Mantem-se a discriminação pela idade através da determinação de limite arbitrário até ao qual se tem acesso ao benefício fiscal. Isto cria situações de injustiça e compromete a progressividade do imposto.

A nossa Constituição diz-nos que um imposto sobre o rendimento pessoal (IRS) visa a diminuição das desigualdades. Acrescenta ainda que este deve ser único e progressivo, tendo em conta as necessidades e os rendimentos de cada agregado familiar. Por outras palavras, o IRS deve englobar todas as fontes de rendimento (ser único), ter em conta a nossa capacidade contributiva (ser progressivo) e considerar não apenas o indivíduo, mas sim o agregado familiar (se tem dependentes, por exemplo). É, portanto, uma medida redistributiva destinada a diminuir as desigualdades.
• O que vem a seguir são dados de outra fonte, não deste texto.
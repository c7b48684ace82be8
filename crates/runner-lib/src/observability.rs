//! Observability infrastructure for the experiment runner
//!
//! Provides:
//! - Prometheus counters for restarts, parse warnings and poll latency,
//!   dumped to a textfile at the end of a run
//! - Structured JSON logging with tracing

use prometheus::{
    register_histogram, register_int_counter_vec, register_int_gauge, Encoder, Histogram,
    IntCounterVec, IntGauge, TextEncoder,
};
use std::path::Path;
use std::sync::OnceLock;
use tracing::{info, warn};

/// Histogram buckets for poll-cycle latency (in seconds)
const LATENCY_BUCKETS: &[f64] = &[0.0001, 0.0005, 0.001, 0.005, 0.01, 0.05, 0.1, 0.5, 1.0, 5.0];

/// Global metrics instance (registered once)
static GLOBAL_METRICS: OnceLock<RunMetricsInner> = OnceLock::new();

struct RunMetricsInner {
    collector_restarts: IntCounterVec,
    parse_warnings: IntCounterVec,
    degraded_sources: IntCounterVec,
    live_collectors: IntGauge,
    poll_latency_seconds: Histogram,
}

impl RunMetricsInner {
    fn new() -> Self {
        Self {
            collector_restarts: register_int_counter_vec!(
                "wearwatch_collector_restarts_total",
                "Number of times a collector was restarted after dying",
                &["collector"]
            )
            .expect("Failed to register collector_restarts"),

            parse_warnings: register_int_counter_vec!(
                "wearwatch_parse_warnings_total",
                "Records skipped while normalizing a telemetry source",
                &["source"]
            )
            .expect("Failed to register parse_warnings"),

            degraded_sources: register_int_counter_vec!(
                "wearwatch_degraded_sources_total",
                "Telemetry sources that produced no usable data",
                &["source"]
            )
            .expect("Failed to register degraded_sources"),

            live_collectors: register_int_gauge!(
                "wearwatch_live_collectors",
                "Collectors alive at the last supervision poll"
            )
            .expect("Failed to register live_collectors"),

            poll_latency_seconds: register_histogram!(
                "wearwatch_poll_latency_seconds",
                "Time spent in one supervision poll",
                LATENCY_BUCKETS.to_vec()
            )
            .expect("Failed to register poll_latency_seconds"),
        }
    }
}

/// Handle to the run's Prometheus metrics.
///
/// Clones share the same underlying global metrics.
#[derive(Clone)]
pub struct RunMetrics {
    _private: (),
}

impl Default for RunMetrics {
    fn default() -> Self {
        Self::new()
    }
}

impl RunMetrics {
    pub fn new() -> Self {
        GLOBAL_METRICS.get_or_init(RunMetricsInner::new);
        Self { _private: () }
    }

    fn inner(&self) -> &RunMetricsInner {
        GLOBAL_METRICS.get().expect("Metrics not initialized")
    }

    pub fn inc_collector_restarts(&self, collector: &str) {
        self.inner()
            .collector_restarts
            .with_label_values(&[collector])
            .inc();
    }

    pub fn add_parse_warnings(&self, source: &str, count: u64) {
        self.inner()
            .parse_warnings
            .with_label_values(&[source])
            .inc_by(count);
    }

    pub fn inc_degraded_sources(&self, source: &str) {
        self.inner()
            .degraded_sources
            .with_label_values(&[source])
            .inc();
    }

    pub fn set_live_collectors(&self, count: i64) {
        self.inner().live_collectors.set(count);
    }

    pub fn observe_poll_latency(&self, duration_secs: f64) {
        self.inner().poll_latency_seconds.observe(duration_secs);
    }

    /// Render all registered metrics in the Prometheus text format
    pub fn render(&self) -> String {
        let encoder = TextEncoder::new();
        let mut buffer = Vec::new();
        if let Err(e) = encoder.encode(&prometheus::gather(), &mut buffer) {
            warn!(error = %e, "Failed to encode metrics");
        }
        String::from_utf8_lossy(&buffer).into_owned()
    }

    /// Write the metrics for a node-exporter textfile collector
    pub fn write_textfile(&self, path: &Path) -> std::io::Result<()> {
        std::fs::write(path, self.render())
    }
}

/// Structured logger for run lifecycle events
#[derive(Clone)]
pub struct StructuredLogger {
    host: String,
}

impl StructuredLogger {
    pub fn new(host: impl Into<String>) -> Self {
        Self { host: host.into() }
    }

    pub fn log_startup(&self, version: &str, workload: &str, collectors: usize) {
        info!(
            event = "run_started",
            host = %self.host,
            version = %version,
            workload = %workload,
            collectors = collectors,
            "Experiment run started"
        );
    }

    pub fn log_start_failure(&self, collector: &str, error: &str) {
        warn!(
            event = "collector_start_failed",
            host = %self.host,
            collector = %collector,
            error = %error,
            "Collector could not be started and will not be supervised"
        );
    }

    pub fn log_workload_finished(&self, state: &str, exit_code: Option<i32>, duration_secs: f64) {
        info!(
            event = "workload_finished",
            host = %self.host,
            state = %state,
            exit_code = ?exit_code,
            duration_secs = duration_secs,
            "Workload finished"
        );
    }

    pub fn log_source_degraded(&self, source: &str, reason: &str) {
        warn!(
            event = "source_degraded",
            host = %self.host,
            source = %source,
            reason = %reason,
            "Telemetry source degraded"
        );
    }

    pub fn log_summary(&self, warning_count: u64, exit_code: i32, duration_secs: f64) {
        if exit_code == 0 {
            info!(
                event = "run_summary",
                host = %self.host,
                warnings = warning_count,
                exit_code = exit_code,
                duration_secs = duration_secs,
                "Experiment completed"
            );
        } else {
            warn!(
                event = "run_summary",
                host = %self.host,
                warnings = warning_count,
                exit_code = exit_code,
                duration_secs = duration_secs,
                "Experiment completed with degraded sources"
            );
        }
    }

    pub fn log_shutdown(&self, reason: &str) {
        info!(
            event = "run_shutdown",
            host = %self.host,
            reason = %reason,
            "Shutting down collectors"
        );
    }
}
Na última quinta-feira, o governo anunciou uma proposta de lei que pode pôr em causa estes princípios. O novo regime do IRS Jovem, com uma taxa marginal máxima de 15% para todos os jovens até aos 35 anos, pretende substituir o criado pelo PS em 2022. No entanto, não só mantém os mesmos problemas, como acrescenta outros. O que mantem é a discriminação pela idade através da determinação de um limite arbitrário até ao qual se tem acesso ao benefício, criando situações de injustiça e comprometendo a progressividade do imposto.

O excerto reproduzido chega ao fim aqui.